Spirit Lake got its name from the native tribes that called this area home long before the Europeans ever saw it. To them it was a sacred place, and it is more than a little ironic that the government chose this place to situate an internment camp, whose purpose was far removed from anything spiritual. Governments tend to do strange things when beset with the prospect and fervor of war and all the death and turmoil that large-scale conflicts bring. Fear, a lack of knowledge and understanding of Eastern European history, and war time xenophobia all combined to push the government into hastily enacting the War Measures Act, and subsequently intern over 8,500 so-called “enemy aliens”, most of them Ukrainians who had originally come to Canada from lands that were then part of the Austro-Hungarian Empire. Spirit Lake was one of the largest of the 24 camps set up, holding over 1,300 internees at its peak, including women and children.

The camp operated for two years, finally closing in January of 1917. For a while after, it was used as an experimental farm, then a part of it that contained the camp cemetery was sold into private hands, and the remainder to a religious order. A sturdy stone church was built on part of the site and it operated for many decades before being closed.

Throughout most of the latter half of the last century, the Ukrainian community, spearheaded by the Ukrainian Canadian Civil Liberties Association, fought long and hard to have the Canadian government formally recognize the grave injustice that had been done to all those Ukrainians that had been so unfairly and cruelly incarcerated in these camps. It was not until 2005 and the passage of Bill C-331, that justice prevailed and the government acknowledged its culpability and agreed to negotiate appropriate redress. Eventually, in May of 2008, a Canadian First World War Internment Recognition Fund was set up with a government endowment of $10 Million.

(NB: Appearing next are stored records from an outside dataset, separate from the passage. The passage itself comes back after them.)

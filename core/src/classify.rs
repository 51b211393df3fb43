//! Classification of call outcomes into typed failures or degraded replies.
//!
//! # Design
//! Every exchange with the transport becomes exactly one `CallOutcome`, which
//! the verb-specific methods of `Classifier` consume by value. For each
//! anomaly the classifier picks a `Category`; the active `Suppression` then
//! decides whether it is raised as `ApiError::Call` or returned as
//! `Reply::Degraded` carrying whatever raw response was obtained.
//!
//! Precedence within one response: verb-specific statuses (303 on PUT, an
//! "already removed" 400 on DELETE) are checked before the generic status
//! categories, and the body is only inspected for 2xx responses.

use serde_json::Value;
use tracing::warn;

use crate::error::{ApiError, CallFailure, ProtocolViolation};
use crate::http::{HttpMethod, HttpResponse};
use crate::suppress::{Category, Suppression};
use crate::transport::TransportError;
use crate::types::{entity_id, is_removed, Entity};

/// The raw result of one outbound call.
#[derive(Debug, Clone, PartialEq)]
pub enum CallOutcome {
    /// 2xx. For GET the body has been decoded; a body not declared as JSON is
    /// kept as a JSON string so it fails the shape check.
    Success { response: HttpResponse, body: Option<Value> },
    TransportFailure(TransportError),
    /// Any status outside 2xx.
    HttpError(HttpResponse),
    /// GET 2xx whose JSON body could not be parsed.
    MalformedBody { response: HttpResponse, reason: String },
}

impl CallOutcome {
    pub fn from_exchange(method: HttpMethod, result: Result<HttpResponse, TransportError>) -> Self {
        let response = match result {
            Ok(response) => response,
            Err(err) => return CallOutcome::TransportFailure(err),
        };
        if !response.is_success() {
            return CallOutcome::HttpError(response);
        }
        if method != HttpMethod::Get {
            return CallOutcome::Success { response, body: None };
        }
        if !response.declares_json() {
            let body = Value::String(response.body.clone());
            return CallOutcome::Success {
                response,
                body: Some(body),
            };
        }
        match serde_json::from_str(&response.body) {
            Ok(body) => CallOutcome::Success {
                response,
                body: Some(body),
            },
            Err(err) => CallOutcome::MalformedBody {
                response,
                reason: err.to_string(),
            },
        }
    }
}

/// What a call produced when it did not raise.
#[derive(Debug, Clone, PartialEq)]
pub enum Reply<T> {
    Value(T),
    /// A suppressed failure. `response` is `None` when nothing usable was
    /// obtained (transport failure, rejected request).
    Degraded(Degraded),
}

#[derive(Debug, Clone, PartialEq, Eq)]
pub struct Degraded {
    pub category: Category,
    pub response: Option<HttpResponse>,
}

impl<T> Reply<T> {
    pub fn value(self) -> Option<T> {
        match self {
            Reply::Value(value) => Some(value),
            Reply::Degraded(_) => None,
        }
    }

    pub fn as_value(&self) -> Option<&T> {
        match self {
            Reply::Value(value) => Some(value),
            Reply::Degraded(_) => None,
        }
    }

    pub fn degraded(&self) -> Option<&Degraded> {
        match self {
            Reply::Value(_) => None,
            Reply::Degraded(degraded) => Some(degraded),
        }
    }

    pub fn is_degraded(&self) -> bool {
        matches!(self, Reply::Degraded(_))
    }

    pub fn map<U>(self, f: impl FnOnce(T) -> U) -> Reply<U> {
        match self {
            Reply::Value(value) => Reply::Value(f(value)),
            Reply::Degraded(degraded) => Reply::Degraded(degraded),
        }
    }
}

enum Decoded {
    Body(Value, HttpResponse),
    Degraded(Degraded),
}

/// Decision function for one call.
#[derive(Debug, Clone, Copy)]
pub struct Classifier<'a> {
    method: HttpMethod,
    resource: &'a str,
    suppression: Suppression,
}

impl<'a> Classifier<'a> {
    pub fn new(method: HttpMethod, resource: &'a str, suppression: Suppression) -> Self {
        Self {
            method,
            resource,
            suppression,
        }
    }

    /// Refuse a call before it reaches the transport.
    pub fn reject<T>(&self, message: impl Into<String>) -> Result<Reply<T>, ApiError> {
        self.decide(Category::BadRequest, None, None, message.into(), None)
    }

    /// The same refusal as an error, for calls that never degrade.
    pub fn rejection(&self, message: impl Into<String>) -> ApiError {
        self.failure(Category::BadRequest, None, None, message.into(), None)
    }

    /// Treat a degraded reply as the failure it stands for.
    pub fn require<T>(&self, reply: Reply<T>) -> Result<T, ApiError> {
        match reply {
            Reply::Value(value) => Ok(value),
            Reply::Degraded(Degraded { category, response }) => Err(self.failure(
                category,
                response.as_ref().map(|r| r.status),
                None,
                format!("{category} where a value was required"),
                response,
            )),
        }
    }

    pub fn get(&self, outcome: CallOutcome) -> Result<Reply<Value>, ApiError> {
        Ok(match self.decode(outcome)? {
            Decoded::Body(body, _) => Reply::Value(body),
            Decoded::Degraded(degraded) => Reply::Degraded(degraded),
        })
    }

    /// Like `get`, then require a single entity object with an identifier.
    pub fn entity(&self, outcome: CallOutcome) -> Result<Reply<Entity>, ApiError> {
        let (body, response) = match self.decode(outcome)? {
            Decoded::Body(body, response) => (body, response),
            Decoded::Degraded(degraded) => return Ok(Reply::Degraded(degraded)),
        };
        let Value::Object(entity) = body else {
            return self.decide(
                Category::UnexpectedShape,
                Some(response.status),
                None,
                "expected a single entity object".to_string(),
                Some(response),
            );
        };
        if entity_id(&entity).is_none() {
            return Err(ApiError::Protocol {
                resource: self.resource.to_string(),
                violation: ProtocolViolation::EntityWithoutIdentifier,
            });
        }
        if is_removed(&entity) {
            return self.decide(
                Category::EntityRemoved,
                Some(response.status),
                None,
                "entity has been removed".to_string(),
                Some(response),
            );
        }
        Ok(Reply::Value(entity))
    }

    /// Yields the created identifier from the `X-Created` header.
    pub fn post(&self, outcome: CallOutcome) -> Result<Reply<String>, ApiError> {
        match outcome {
            CallOutcome::Success { response, .. } => {
                let created = response
                    .header("x-created")
                    .map(str::trim)
                    .filter(|id| !id.is_empty())
                    .map(str::to_string);
                match created {
                    Some(id) => Ok(Reply::Value(id)),
                    None => self.decide(
                        Category::MissingCreatedId,
                        Some(response.status),
                        None,
                        "no created identifier in response".to_string(),
                        Some(response),
                    ),
                }
            }
            other => self.generic(other),
        }
    }

    /// Yields the location of the affected entity when the server names one.
    pub fn put(&self, outcome: CallOutcome) -> Result<Reply<Option<String>>, ApiError> {
        match outcome {
            CallOutcome::Success { response, .. } => Ok(Reply::Value(response.header("location").map(str::to_string))),
            CallOutcome::HttpError(response) if response.status == 303 => {
                let location = response.header("location").map(str::to_string);
                if let (Some(location), true) = (&location, self.suppression.suppresses(Category::SeeOther)) {
                    return Ok(Reply::Value(Some(location.clone())));
                }
                let message = match &location {
                    Some(location) => format!("see other: {location}"),
                    None => "see other without a location".to_string(),
                };
                self.decide(Category::SeeOther, Some(303), None, message, Some(response))
            }
            other => self.generic(other),
        }
    }

    pub fn delete(&self, outcome: CallOutcome) -> Result<Reply<()>, ApiError> {
        match outcome {
            CallOutcome::Success { .. } => Ok(Reply::Value(())),
            CallOutcome::HttpError(response) if response.status == 400 && reports_already_removed(&response) => {
                let message = error_message(&response).unwrap_or_default();
                self.decide(Category::AlreadyRemoved, Some(400), None, message, Some(response))
            }
            other => self.generic(other),
        }
    }

    fn decode(&self, outcome: CallOutcome) -> Result<Decoded, ApiError> {
        let (body, response) = match outcome {
            CallOutcome::Success {
                response,
                body: Some(body),
            } => (body, response),
            CallOutcome::Success { response, body: None } => {
                return self.degrade(
                    Category::UnexpectedShape,
                    Some(response.status),
                    None,
                    "no body decoded".to_string(),
                    Some(response),
                );
            }
            other => {
                return Ok(match self.generic::<std::convert::Infallible>(other)? {
                    Reply::Degraded(degraded) => Decoded::Degraded(degraded),
                    Reply::Value(never) => match never {},
                })
            }
        };

        if !(body.is_object() || body.is_array()) {
            return self.degrade(
                Category::UnexpectedShape,
                Some(response.status),
                None,
                format!("expected an object or array, got {}", json_kind(&body)),
                Some(response),
            );
        }
        if let Some(message) = embedded_error(&body) {
            return self.degrade(Category::EmbeddedError, Some(response.status), None, message, Some(response));
        }
        Ok(Decoded::Body(body, response))
    }

    /// Transport failures, status errors and malformed bodies, shared by all verbs.
    fn generic<T>(&self, outcome: CallOutcome) -> Result<Reply<T>, ApiError> {
        match outcome {
            CallOutcome::TransportFailure(err) => {
                self.decide(Category::Transport, None, Some(err.code), err.message, None)
            }
            CallOutcome::HttpError(response) => {
                let category = if response.status == 400 {
                    Category::BadRequest
                } else {
                    Category::HttpStatus
                };
                let message =
                    error_message(&response).unwrap_or_else(|| format!("unexpected status {}", response.status));
                self.decide(category, Some(response.status), None, message, Some(response))
            }
            CallOutcome::MalformedBody { response, reason } => {
                self.decide(Category::InvalidJson, Some(response.status), None, reason, Some(response))
            }
            CallOutcome::Success { response, .. } => self.decide(
                Category::UnexpectedShape,
                Some(response.status),
                None,
                "unexpected success".to_string(),
                Some(response),
            ),
        }
    }

    fn degrade(
        &self,
        category: Category,
        status: Option<u16>,
        transport_code: Option<String>,
        message: String,
        response: Option<HttpResponse>,
    ) -> Result<Decoded, ApiError> {
        Ok(
            match self.decide::<std::convert::Infallible>(category, status, transport_code, message, response)? {
                Reply::Degraded(degraded) => Decoded::Degraded(degraded),
                Reply::Value(never) => match never {},
            },
        )
    }

    fn decide<T>(
        &self,
        category: Category,
        status: Option<u16>,
        transport_code: Option<String>,
        message: String,
        response: Option<HttpResponse>,
    ) -> Result<Reply<T>, ApiError> {
        if self.suppression.suppresses(category) {
            warn!(
                method = %self.method,
                resource = self.resource,
                %category,
                status,
                %message,
                "suppressed call failure"
            );
            return Ok(Reply::Degraded(Degraded { category, response }));
        }
        Err(self.failure(category, status, transport_code, message, response))
    }

    fn failure(
        &self,
        category: Category,
        status: Option<u16>,
        transport_code: Option<String>,
        message: String,
        response: Option<HttpResponse>,
    ) -> ApiError {
        ApiError::Call(Box::new(CallFailure {
            category,
            method: self.method,
            resource: self.resource.to_string(),
            status,
            transport_code,
            message,
            response,
        }))
    }
}

/// The message of a `{"error": {"message": ...}}` body.
fn embedded_error(body: &Value) -> Option<String> {
    match body.get("error")? {
        Value::Object(error) => Some(
            error
                .get("message")
                .and_then(Value::as_str)
                .unwrap_or("unspecified error")
                .to_string(),
        ),
        Value::String(message) => Some(message.clone()),
        Value::Null => None,
        other => Some(other.to_string()),
    }
}

fn error_message(response: &HttpResponse) -> Option<String> {
    let body: Value = serde_json::from_str(&response.body).ok()?;
    embedded_error(&body)
}

fn reports_already_removed(response: &HttpResponse) -> bool {
    let Some(message) = error_message(response) else {
        return false;
    };
    let message = message.to_ascii_lowercase();
    message.contains("already") && (message.contains("removed") || message.contains("deleted"))
}

fn json_kind(value: &Value) -> &'static str {
    match value {
        Value::Null => "null",
        Value::Bool(_) => "a boolean",
        Value::Number(_) => "a number",
        Value::String(_) => "a string",
        Value::Array(_) => "an array",
        Value::Object(_) => "an object",
    }
}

Shortly after, with financing from this fund as well as additional support from the Shevchenko Foundation as well as private donors, a group of motivated individuals, led by a childhood friend of mine, James Slobodian from the nearby town of Rouyn-Noranda Quebec, purchased some of the land on which the camp stood, and proceeded to create the Spirit Lake Camp Interpretive Centre. This museum is housed in the renovated church building and is the only such permanent structure housing exhibits and artifacts that have been recovered from excavations at the site of the former camp. Memorial plaques have been installed at the site of the other 24 camps, but none of them have a proper museum like Spirit Lake to tell the full internment camp story. The Centre was officially opened in December of 2011, and since then has received over 20,000 visitors from not only Canada, but around the world.

I was privileged to have visited the Spirit Lake Camp a month ago and received a personal and particularly moving tour from James Slobodian, the dedicated dynamo that is behind the creation and current success of Spirit Lake. My connection to James is a personal one, as his sister Olga was my godmother. James is one of the few Ukrainians still left in the area, but that has not stopped or discouraged him from undertaking the noble cause of making sure that the Spirit Lake story is properly told. The wounds of the internment experience of a century ago have only served to strengthen his own spirit, and has motivated him to try and make Spirit Lake become a truly spiritual experience once more. It is a pilgrimage that I would recommend to all Ukrainians living in Canada.